32

403 29 0
                                    


Maratón 2/3

Recuerda votar y comentar para que la historia pueda llegar a más gente.

—Oh, dios. Es perfecta —dije señalando la televisión— ¡Los perros hablaban! ¿Cómo han hecho para que aprendan a hacer todas esas cosas?

Kaiden se encogió de hombros en respuesta. ¿¡Cómo podía parecer tan ajeno a la

obra maestra que acabábamos de ver!? La mejor película de la historia.

—¿Crees que podría conseguir un perro así? Siempre he sido de pájaros, pero creo que podría cambiar de bando. No se lo digas a Elvis.

—Creo que la gente los adopta desde cachorros y los educan durante toda su vida o algo así.

—Entonces no podría. Ni siquiera consigo evitar que Elvis me insulte.
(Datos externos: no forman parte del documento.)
//! Known Venue Programs
//!
//! Constants for the trading venues we classify against: the pump.fun launch
//! program and the major DEX routers. Each venue pairs a program address with
//! the instruction discriminators and log keywords used by the classifier.

use serde::{Deserialize, Serialize};

/// pump.fun bonding curve program
pub const PUMP_FUN_PROGRAM: &str = "6EF8rrecthR5Dkzon8Nwu78hRvfCKubJ14M5uBEwF6P";
/// Raydium AMM v4
pub const RAYDIUM_AMM_PROGRAM: &str = "675kPX9MHTjS2zt1qfr1NYHuzeLXfQM9H24wFSUt1Mp8";
/// Jupiter Aggregator v6
pub const JUPITER_V6_PROGRAM: &str = "JUP6LkbZbjS1jKKwapdHNy74zcZ3tLUZoi5QNyVTaV4";
/// Orca Whirlpool
pub const ORCA_WHIRLPOOL_PROGRAM: &str = "whirLbMiicVdio4qvUfM5KAg6Ct8VwpYzGff3uctyCc";
/// Meteora DLMM
pub const METEORA_DLMM_PROGRAM: &str = "LBUZKhRxPF3XUpBCjp4YzTKgLccjZhTSDM9YuVaPwxo";

/// pump.fun instruction discriminators (first 8 bytes of instruction data)
pub const PUMP_BUY_DISCRIMINATOR: [u8; 8] = [102, 6, 61, 18, 1, 218, 235, 234];
pub const PUMP_SELL_DISCRIMINATOR: [u8; 8] = [51, 230, 133, 164, 1, 127, 131, 173];
pub const PUMP_CREATE_DISCRIMINATOR: [u8; 8] = [181, 157, 89, 67, 143, 182, 52, 72];

/// On-chain trading venue identified by a fixed program address
#[derive(Debug, Clone, Copy, PartialEq, Eq, Hash, Serialize, Deserialize)]
pub enum Venue {
    PumpFun,
    Raydium,
    Jupiter,
    Orca,
    Meteora,
}

impl Venue {
    /// Look up a venue by program id string. Returns None for programs we
    /// do not classify against (system programs, unknown contracts).
    pub fn from_program_id(program_id: &str) -> Option<Self> {
        match program_id {
            PUMP_FUN_PROGRAM => Some(Venue::PumpFun),
            RAYDIUM_AMM_PROGRAM => Some(Venue::Raydium),
            JUPITER_V6_PROGRAM => Some(Venue::Jupiter),
            ORCA_WHIRLPOOL_PROGRAM => Some(Venue::Orca),
            METEORA_DLMM_PROGRAM => Some(Venue::Meteora),
            _ => None,
        }
    }

    pub fn program_id(&self) -> &'static str {
        match self {
            Venue::PumpFun => PUMP_FUN_PROGRAM,
            Venue::Raydium => RAYDIUM_AMM_PROGRAM,
            Venue::Jupiter => JUPITER_V6_PROGRAM,
            Venue::Orca => ORCA_WHIRLPOOL_PROGRAM,
            Venue::Meteora => METEORA_DLMM_PROGRAM,
        }
    }

    pub fn name(&self) -> &'static str {
        match self {
            Venue::PumpFun => "Pump.fun",
            Venue::Raydium => "Raydium",
            Venue::Jupiter => "Jupiter",
            Venue::Orca => "Orca",
            Venue::Meteora => "Meteora",
        }
    }

    /// Log keywords that identify a buy on this venue when instruction data
    /// is not decodable. Matched case-insensitively against joined log text.
    pub fn buy_keywords(&self) -> &'static [&'static str] {
        match self {
            Venue::PumpFun => &["instruction: buy"],
            _ => &["instruction: swap", "swap executed", "swapevent"],
        }
    }

    pub fn sell_keywords(&self) -> &'static [&'static str] {
        match self {
            Venue::PumpFun => &["instruction: sell"],
            _ => &[],
        }
    }

    pub fn create_keywords(&self) -> &'static [&'static str] {
        match self {
            Venue::PumpFun => &["instruction: create", "instruction: initialize"],
            _ => &[],
        }
    }
}

impl std::fmt::Display for Venue {
    fn fmt(&self, f: &mut std::fmt::Formatter<'_>) -> std::fmt::Result {
        write!(f, "{}", self.name())
    }
}
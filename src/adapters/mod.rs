//! Adapters Layer
//!
//! Concrete implementations of the ports: Solana RPC as the transaction
//! source, Jupiter for quotes, paper execution for fills, and the CLI
//! surface.

pub mod cli;
pub mod execution;
pub mod market_data;
pub mod solana;
//! Mirrorbot - Solana Wallet Copy-Trading Pipeline
//!
//! Watches a set of tracked wallets, classifies their on-chain activity
//! (buys, sells, token launches) across the common venues, and turns that
//! activity into mirrored trade decisions through a prioritized rule set.
//!
//! # Modules
//!
//! - `domain`: Core types (events, venues, rules, positions, dedup, stats)
//! - `ports`: Trait abstractions (TransactionSource, ExecutionPort)
//! - `monitor`: Polling wallet workers, classifier, event dispatcher
//! - `engine`: Rule engine and position bookkeeping
//! - `adapters`: External implementations (Solana RPC, paper execution, CLI)
//! - `config`: Configuration loading and validation
//! - `application`: Pipeline wiring and lifecycle

pub mod adapters;
pub mod application;
pub mod config;
pub mod domain;
pub mod engine;
pub mod monitor;
pub mod ports;
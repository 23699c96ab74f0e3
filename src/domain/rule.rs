//! Exit Rules
//!
//! Named, prioritized, conjunctive condition sets mapped to an action.
//! Rules are parsed from configuration once at startup; a malformed rule is
//! a fatal configuration error since exit behavior cannot be safely guessed.

use serde::Deserialize;
use std::collections::BTreeMap;
use thiserror::Error;

#[derive(Debug, Error, PartialEq)]
pub enum RuleError {
    #[error("Unknown condition field: {0}")]
    UnknownField(String),
    #[error("Unknown action: {0}")]
    UnknownAction(String),
    #[error("Malformed comparator expression '{0}' (expected e.g. \">= 5\")")]
    MalformedComparator(String),
    #[error("Rule '{0}' has no conditions")]
    EmptyConditions(String),
}

/// Fields a condition can test. Thresholds use the same units as the field:
/// percentage points for gain, raw seconds for hold time, multiplier ratio
/// for volume.
#[derive(Debug, Clone, Copy, PartialEq, Eq)]
pub enum ConditionField {
    PriceGainPct,
    HoldTimeSecs,
    VolumeRatio,
}

impl ConditionField {
    fn parse(name: &str) -> Result<Self, RuleError> {
        match name {
            "price_gain_pct" => Ok(ConditionField::PriceGainPct),
            "hold_time_secs" => Ok(ConditionField::HoldTimeSecs),
            "volume_ratio" => Ok(ConditionField::VolumeRatio),
            other => Err(RuleError::UnknownField(other.to_string())),
        }
    }
}

#[derive(Debug, Clone, Copy, PartialEq, Eq)]
pub enum Comparator {
    Ge,
    Le,
    Gt,
    Lt,
}

impl Comparator {
    fn apply(&self, value: f64, threshold: f64) -> bool {
        match self {
            Comparator::Ge => value >= threshold,
            Comparator::Le => value <= threshold,
            Comparator::Gt => value > threshold,
            Comparator::Lt => value < threshold,
        }
    }
}

/// One field test, e.g. `price_gain_pct >= 15`
#[derive(Debug, Clone, PartialEq)]
pub struct Condition {
    pub field: ConditionField,
    pub comparator: Comparator,
    pub threshold: f64,
}

impl Condition {
    /// Parse a condition from a field name and a comparator expression such
    /// as `">= 5"` or `"< 2.5"`. Two-character operators are tried first so
    /// `">="` never parses as `">"` with a leading `=` in the number.
    pub fn parse(field: &str, expr: &str) -> Result<Self, RuleError> {
        let field = ConditionField::parse(field)?;
        let trimmed = expr.trim();

        let (comparator, rest) = if let Some(rest) = trimmed.strip_prefix(">=") {
            (Comparator::Ge, rest)
        } else if let Some(rest) = trimmed.strip_prefix("<=") {
            (Comparator::Le, rest)
        } else if let Some(rest) = trimmed.strip_prefix('>') {
            (Comparator::Gt, rest)
        } else if let Some(rest) = trimmed.strip_prefix('<') {
            (Comparator::Lt, rest)
        } else {
            return Err(RuleError::MalformedComparator(expr.to_string()));
        };

        let threshold: f64 = rest
            .trim()
            .parse()
            .map_err(|_| RuleError::MalformedComparator(expr.to_string()))?;

        Ok(Self {
            field,
            comparator,
            threshold,
        })
    }

    pub fn holds(&self, metrics: &ExitMetrics) -> bool {
        let value = match self.field {
            ConditionField::PriceGainPct => metrics.price_gain_pct,
            ConditionField::HoldTimeSecs => metrics.hold_time_secs,
            ConditionField::VolumeRatio => metrics.volume_ratio,
        };
        self.comparator.apply(value, self.threshold)
    }
}

/// Live position state a rule is evaluated against
#[derive(Debug, Clone, Copy)]
pub struct ExitMetrics {
    pub price_gain_pct: f64,
    pub hold_time_secs: f64,
    pub volume_ratio: f64,
}

/// What a fired rule does with the position
#[derive(Debug, Clone, Copy, PartialEq, Eq)]
pub enum RuleAction {
    /// Sell the entire held quantity
    ExitFull,
    /// Sell half of the held quantity
    ExitHalf,
}

impl RuleAction {
    fn parse(name: &str) -> Result<Self, RuleError> {
        match name {
            "exit_full" => Ok(RuleAction::ExitFull),
            "exit_half" => Ok(RuleAction::ExitHalf),
            other => Err(RuleError::UnknownAction(other.to_string())),
        }
    }
}

/// A named, prioritized exit rule. Conditions are conjunctive: the rule
/// fires only when every condition holds.
#[derive(Debug, Clone)]
pub struct Rule {
    pub name: String,
    pub priority: i32,
    pub conditions: Vec<Condition>,
    pub action: RuleAction,
}

impl Rule {
    pub fn matches(&self, metrics: &ExitMetrics) -> bool {
        self.conditions.iter().all(|c| c.holds(metrics))
    }
}

/// Raw rule record as it appears in the config file
#[derive(Debug, Clone, Deserialize)]
pub struct RuleSpec {
    pub name: String,
    pub priority: i32,
    /// field name -> comparator expression, e.g. price_gain_pct = ">= 15".
    /// BTreeMap keeps condition order stable for reproducible logs.
    pub conditions: BTreeMap<String, String>,
    pub action: String,
}

impl RuleSpec {
    pub fn compile(&self) -> Result<Rule, RuleError> {
        if self.conditions.is_empty() {
            return Err(RuleError::EmptyConditions(self.name.clone()));
        }
        let conditions = self
            .conditions
            .iter()
            .map(|(field, expr)| Condition::parse(field, expr))
            .collect::<Result<Vec<_>, _>>()?;

        Ok(Rule {
            name: self.name.clone(),
            priority: self.priority,
            conditions,
            action: RuleAction::parse(&self.action)?,
        })
    }
}

/// Compile and sort rule specs ascending by priority. The sort is stable so
/// equal priorities keep declaration order.
pub fn compile_rules(specs: &[RuleSpec]) -> Result<Vec<Rule>, RuleError> {
    let mut rules = specs
        .iter()
        .map(RuleSpec::compile)
        .collect::<Result<Vec<_>, _>>()?;
    rules.sort_by_key(|r| r.priority);
    Ok(rules)
}

#[cfg(test)]
mod tests {
    use super::*;

    fn metrics(gain: f64, held: f64, volume: f64) -> ExitMetrics {
        ExitMetrics {
            price_gain_pct: gain,
            hold_time_secs: held,
            volume_ratio: volume,
        }
    }

    #[test]
    fn test_parse_condition_operators() {
        let c = Condition::parse("price_gain_pct", ">= 15").unwrap();
        assert_eq!(c.comparator, Comparator::Ge);
        assert_eq!(c.threshold, 15.0);

        let c = Condition::parse("hold_time_secs", "<= 5").unwrap();
        assert_eq!(c.comparator, Comparator::Le);

        let c = Condition::parse("volume_ratio", "> 2.5").unwrap();
        assert_eq!(c.comparator, Comparator::Gt);
        assert_eq!(c.threshold, 2.5);

        let c = Condition::parse("price_gain_pct", "<-3.5").unwrap();
        assert_eq!(c.comparator, Comparator::Lt);
        assert_eq!(c.threshold, -3.5);
    }

    #[test]
    fn test_parse_condition_errors() {
        assert_eq!(
            Condition::parse("bogus_field", ">= 1"),
            Err(RuleError::UnknownField("bogus_field".to_string()))
        );
        assert!(matches!(
            Condition::parse("price_gain_pct", "== 1"),
            Err(RuleError::MalformedComparator(_))
        ));
        assert!(matches!(
            Condition::parse("price_gain_pct", ">= abc"),
            Err(RuleError::MalformedComparator(_))
        ));
    }

    #[test]
    fn test_fractional_thresholds() {
        let c = Condition::parse("price_gain_pct", ">= 0.5").unwrap();
        assert!(c.holds(&metrics(0.5, 0.0, 0.0)));
        assert!(!c.holds(&metrics(0.49, 0.0, 0.0)));
    }

    #[test]
    fn test_conjunctive_conditions() {
        let rule = Rule {
            name: "fast-exit".to_string(),
            priority: 1,
            conditions: vec![
                Condition::parse("price_gain_pct", ">= 15").unwrap(),
                Condition::parse("hold_time_secs", "<= 5").unwrap(),
            ],
            action: RuleAction::ExitFull,
        };

        assert!(rule.matches(&metrics(20.0, 4.0, 1.0)));
        // Flip either condition to false: rule must not fire
        assert!(!rule.matches(&metrics(10.0, 4.0, 1.0)));
        assert!(!rule.matches(&metrics(20.0, 6.0, 1.0)));
    }

    #[test]
    fn test_compile_rules_sorted_stable() {
        let specs = vec![
            RuleSpec {
                name: "b".to_string(),
                priority: 2,
                conditions: BTreeMap::from([("price_gain_pct".to_string(), ">= 5".to_string())]),
                action: "exit_half".to_string(),
            },
            RuleSpec {
                name: "a".to_string(),
                priority: 1,
                conditions: BTreeMap::from([("price_gain_pct".to_string(), ">= 15".to_string())]),
                action: "exit_full".to_string(),
            },
            RuleSpec {
                name: "c".to_string(),
                priority: 2,
                conditions: BTreeMap::from([("hold_time_secs".to_string(), ">= 16".to_string())]),
                action: "exit_full".to_string(),
            },
        ];

        let rules = compile_rules(&specs).unwrap();
        let names: Vec<&str> = rules.iter().map(|r| r.name.as_str()).collect();
        // Ascending priority, declaration order preserved on ties
        assert_eq!(names, vec!["a", "b", "c"]);
    }

    #[test]
    fn test_compile_rejects_empty_conditions() {
        let spec = RuleSpec {
            name: "empty".to_string(),
            priority: 1,
            conditions: BTreeMap::new(),
            action: "exit_full".to_string(),
        };
        assert!(matches!(spec.compile(), Err(RuleError::EmptyConditions(_))));
    }

    #[test]
    fn test_compile_rejects_unknown_action() {
        let spec = RuleSpec {
            name: "bad".to_string(),
            priority: 1,
            conditions: BTreeMap::from([("price_gain_pct".to_string(), ">= 5".to_string())]),
            action: "moon".to_string(),
        };
        assert!(matches!(spec.compile(), Err(RuleError::UnknownAction(_))));
    }
}
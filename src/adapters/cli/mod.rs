//! CLI Adapter
//!
//! Command-line interface for the mirrorbot pipeline.
//! Uses clap derive macros for argument parsing.

mod commands;

pub use commands::{execute, CliApp, Command, RunCmd, ValidateCmd};
//! Configuration Module
//!
//! Loads and validates configuration from TOML files.

pub mod loader;

pub use loader::{load_config, Config, ConfigError};
//! Price Tracker
//!
//! Polls market data for every token the engine currently holds and turns
//! raw quotes into the price-update and volume-spike signals the exit rules
//! run on. Percent change is measured against the previous sample for the
//! same token; volume is compared to a rolling per-token baseline. State for
//! a token is dropped once its position closes.

use std::collections::{HashMap, VecDeque};
use std::sync::Arc;
use std::sync::Mutex as StdMutex;
use std::time::Duration;

use tokio::sync::{Mutex, RwLock};
use tokio::task::JoinHandle;
use tracing::{debug, info, warn};

use super::dispatcher::EventDispatcher;
use crate::domain::event::PipelineEvent;
use crate::engine::RuleEngine;
use crate::ports::market_data::MarketDataPort;

#[derive(Debug, Clone)]
pub struct PriceTrackerConfig {
    /// Pause between quote sweeps over the held tokens
    pub poll_interval: Duration,
    /// Volume samples kept per token for the spike baseline
    pub volume_window: usize,
    /// Current/baseline volume ratio at which a spike is published
    pub volume_spike_ratio: f64,
}

impl Default for PriceTrackerConfig {
    fn default() -> Self {
        Self {
            poll_interval: Duration::from_secs(2),
            volume_window: 20,
            volume_spike_ratio: 3.0,
        }
    }
}

#[derive(Debug, Default)]
struct TokenState {
    last_price: Option<f64>,
    volumes: VecDeque<f64>,
}

impl TokenState {
    /// Baseline samples required before spike detection kicks in
    const MIN_BASELINE_SAMPLES: usize = 3;

    /// Ratio of `volume` to the average of prior samples
    fn volume_ratio(&self, volume: f64) -> Option<f64> {
        if self.volumes.len() < Self::MIN_BASELINE_SAMPLES {
            return None;
        }
        let baseline = self.volumes.iter().sum::<f64>() / self.volumes.len() as f64;
        (baseline > 0.0).then(|| volume / baseline)
    }

    fn push_volume(&mut self, volume: f64, window: usize) {
        self.volumes.push_back(volume);
        while self.volumes.len() > window {
            self.volumes.pop_front();
        }
    }
}

pub struct PriceTracker {
    market_data: Arc<dyn MarketDataPort>,
    dispatcher: Arc<EventDispatcher>,
    engine: Arc<RuleEngine>,
    config: PriceTrackerConfig,
    state: Arc<StdMutex<HashMap<String, TokenState>>>,
    running: Arc<RwLock<bool>>,
    worker: Mutex<Option<JoinHandle<()>>>,
}

impl PriceTracker {
    pub fn new(
        market_data: Arc<dyn MarketDataPort>,
        dispatcher: Arc<EventDispatcher>,
        engine: Arc<RuleEngine>,
        config: PriceTrackerConfig,
    ) -> Self {
        Self {
            market_data,
            dispatcher,
            engine,
            config,
            state: Arc::new(StdMutex::new(HashMap::new())),
            running: Arc::new(RwLock::new(false)),
            worker: Mutex::new(None),
        }
    }

    pub async fn is_running(&self) -> bool {
        *self.running.read().await
    }

    /// Start the polling loop. No-op when already running.
    pub async fn start(&self) {
        if *self.running.read().await {
            warn!("price tracker already running");
            return;
        }
        *self.running.write().await = true;

        let handle = tokio::spawn(run_tracker(
            Arc::clone(&self.market_data),
            Arc::clone(&self.dispatcher),
            Arc::clone(&self.engine),
            Arc::clone(&self.state),
            Arc::clone(&self.running),
            self.config.clone(),
        ));
        *self.worker.lock().await = Some(handle);
        info!(
            interval_ms = self.config.poll_interval.as_millis() as u64,
            "price tracker started"
        );
    }

    /// Stop the polling loop; an in-flight sweep is abandoned. Per-token
    /// price state survives a stop/start cycle.
    pub async fn stop(&self) {
        *self.running.write().await = false;
        if let Some(handle) = self.worker.lock().await.take() {
            handle.abort();
        }
        info!("price tracker stopped");
    }

    /// One quote sweep over the held tokens. Returns signals published.
    pub async fn poll_once(&self) -> usize {
        poll_prices_once(
            self.market_data.as_ref(),
            &self.dispatcher,
            &self.engine,
            &self.state,
            &self.config,
        )
        .await
    }
}

async fn run_tracker(
    market_data: Arc<dyn MarketDataPort>,
    dispatcher: Arc<EventDispatcher>,
    engine: Arc<RuleEngine>,
    state: Arc<StdMutex<HashMap<String, TokenState>>>,
    running: Arc<RwLock<bool>>,
    config: PriceTrackerConfig,
) {
    debug!("price tracker loop started");
    while *running.read().await {
        poll_prices_once(market_data.as_ref(), &dispatcher, &engine, &state, &config).await;
        tokio::time::sleep(config.poll_interval).await;
    }
    debug!("price tracker loop exiting");
}

/// Sweep every held token: quote it, publish a price update, and publish a
/// volume spike when the quote's volume clears the rolling baseline. A
/// failed quote skips that token until the next sweep.
async fn poll_prices_once(
    market_data: &dyn MarketDataPort,
    dispatcher: &EventDispatcher,
    engine: &RuleEngine,
    state: &StdMutex<HashMap<String, TokenState>>,
    config: &PriceTrackerConfig,
) -> usize {
    let tokens = engine.open_tokens();
    {
        let mut state = state.lock().unwrap();
        state.retain(|token, _| tokens.iter().any(|t| t == token));
    }

    let mut published = 0;
    for token in tokens {
        let quote = match market_data.quote(&token).await {
            Ok(quote) if quote.price > 0.0 => quote,
            Ok(_) => {
                debug!(token = short(&token), "non-positive quote ignored");
                continue;
            }
            Err(e) => {
                warn!(token = short(&token), error = %e, "quote failed");
                continue;
            }
        };

        // Derive the signals under the lock, publish after releasing it
        let mut signals = Vec::new();
        {
            let mut state = state.lock().unwrap();
            let entry = state.entry(token.clone()).or_default();

            let pct_change = match entry.last_price {
                Some(prev) if prev > 0.0 => (quote.price - prev) / prev * 100.0,
                _ => 0.0,
            };
            entry.last_price = Some(quote.price);
            signals.push(PipelineEvent::PriceUpdate {
                token_address: token.clone(),
                price: quote.price,
                pct_change,
            });

            if let Some(volume) = quote.volume {
                if let Some(ratio) = entry.volume_ratio(volume) {
                    if ratio >= config.volume_spike_ratio {
                        signals.push(PipelineEvent::VolumeSpike {
                            token_address: token.clone(),
                            ratio,
                        });
                    }
                }
                entry.push_volume(volume, config.volume_window);
            }
        }

        for signal in &signals {
            dispatcher.publish(signal).await;
            published += 1;
        }
    }
    published
}

/// Abbreviate a mint for log lines
fn short(address: &str) -> &str {
    address.get(..8).unwrap_or(address)
}
//! Paper Execution Adapter
//!
//! Simulated fills for dry runs. Every decision fills instantly at the
//! last observed price, with a synthetic signature, so the whole pipeline
//! including position bookkeeping runs without touching a wallet.

use std::sync::atomic::{AtomicU64, Ordering};
use std::sync::Mutex;

use async_trait::async_trait;
use tracing::info;

use crate::domain::event::{DecisionAction, TradeDecision};
use crate::ports::{ExecutionError, ExecutionPort, ExecutionReceipt};

const LAMPORTS_PER_SOL: f64 = 1_000_000_000.0;

/// Fill price used before any price update was seen for a token
const DEFAULT_FILL_PRICE: f64 = 0.000_000_05;

pub struct PaperExecutor {
    fill_counter: AtomicU64,
    /// Last price per token, fed from the dispatcher's price-update topic
    last_price: Mutex<std::collections::HashMap<String, f64>>,
}

impl Default for PaperExecutor {
    fn default() -> Self {
        Self::new()
    }
}

impl PaperExecutor {
    pub fn new() -> Self {
        Self {
            fill_counter: AtomicU64::new(0),
            last_price: Mutex::new(std::collections::HashMap::new()),
        }
    }

    /// Record the latest observed price so simulated fills track the market
    pub fn update_price(&self, token_address: &str, price: f64) {
        if price > 0.0 {
            self.last_price
                .lock()
                .unwrap()
                .insert(token_address.to_string(), price);
        }
    }

    pub fn fills(&self) -> u64 {
        self.fill_counter.load(Ordering::Relaxed)
    }

    fn price_for(&self, token_address: &str) -> f64 {
        self.last_price
            .lock()
            .unwrap()
            .get(token_address)
            .copied()
            .unwrap_or(DEFAULT_FILL_PRICE)
    }
}

#[async_trait]
impl ExecutionPort for PaperExecutor {
    async fn execute(&self, decision: &TradeDecision) -> Result<ExecutionReceipt, ExecutionError> {
        if decision.size <= 0.0 {
            return Err(ExecutionError::Rejected("zero-size decision".to_string()));
        }

        let fill_price = self.price_for(&decision.token_address);
        let filled_quantity = match decision.action {
            // Entries are sized in SOL lamports; convert at the fill price
            DecisionAction::Enter => decision.size / LAMPORTS_PER_SOL / fill_price,
            // Exits are sized in token units already
            DecisionAction::Exit => decision.size,
        };

        let n = self.fill_counter.fetch_add(1, Ordering::Relaxed) + 1;
        let signature = format!("paper-fill-{n}");

        info!(
            action = ?decision.action,
            token = %decision.token_address,
            rule = %decision.triggering_rule,
            quantity = filled_quantity,
            price = fill_price,
            signature = %signature,
            "paper fill"
        );

        Ok(ExecutionReceipt {
            signature,
            filled_quantity,
            fill_price,
        })
    }
}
—¿Tú propio bicho te insulta?

—Es un pájaro rebelde.

Negó con la cabeza. Ya sabía que era raro. Pero insultar a la gente a diestro y siniestro formaba parte de la encantadora personalidad de Elvis. Además, ni siquiera sabía lo que decía.

Espero.

—¿Nunca has visto una película disney pero te dedicas a enseñarle insultos a tu loro?

Me encogí de hombros. Tampoco era tan raro...

Si lo es.

Bueno, sí, pero en algo tenía que invertir mi tiempo mientras no hacía ninguna de las cosas que tendría que haber hecho cómo adolescente.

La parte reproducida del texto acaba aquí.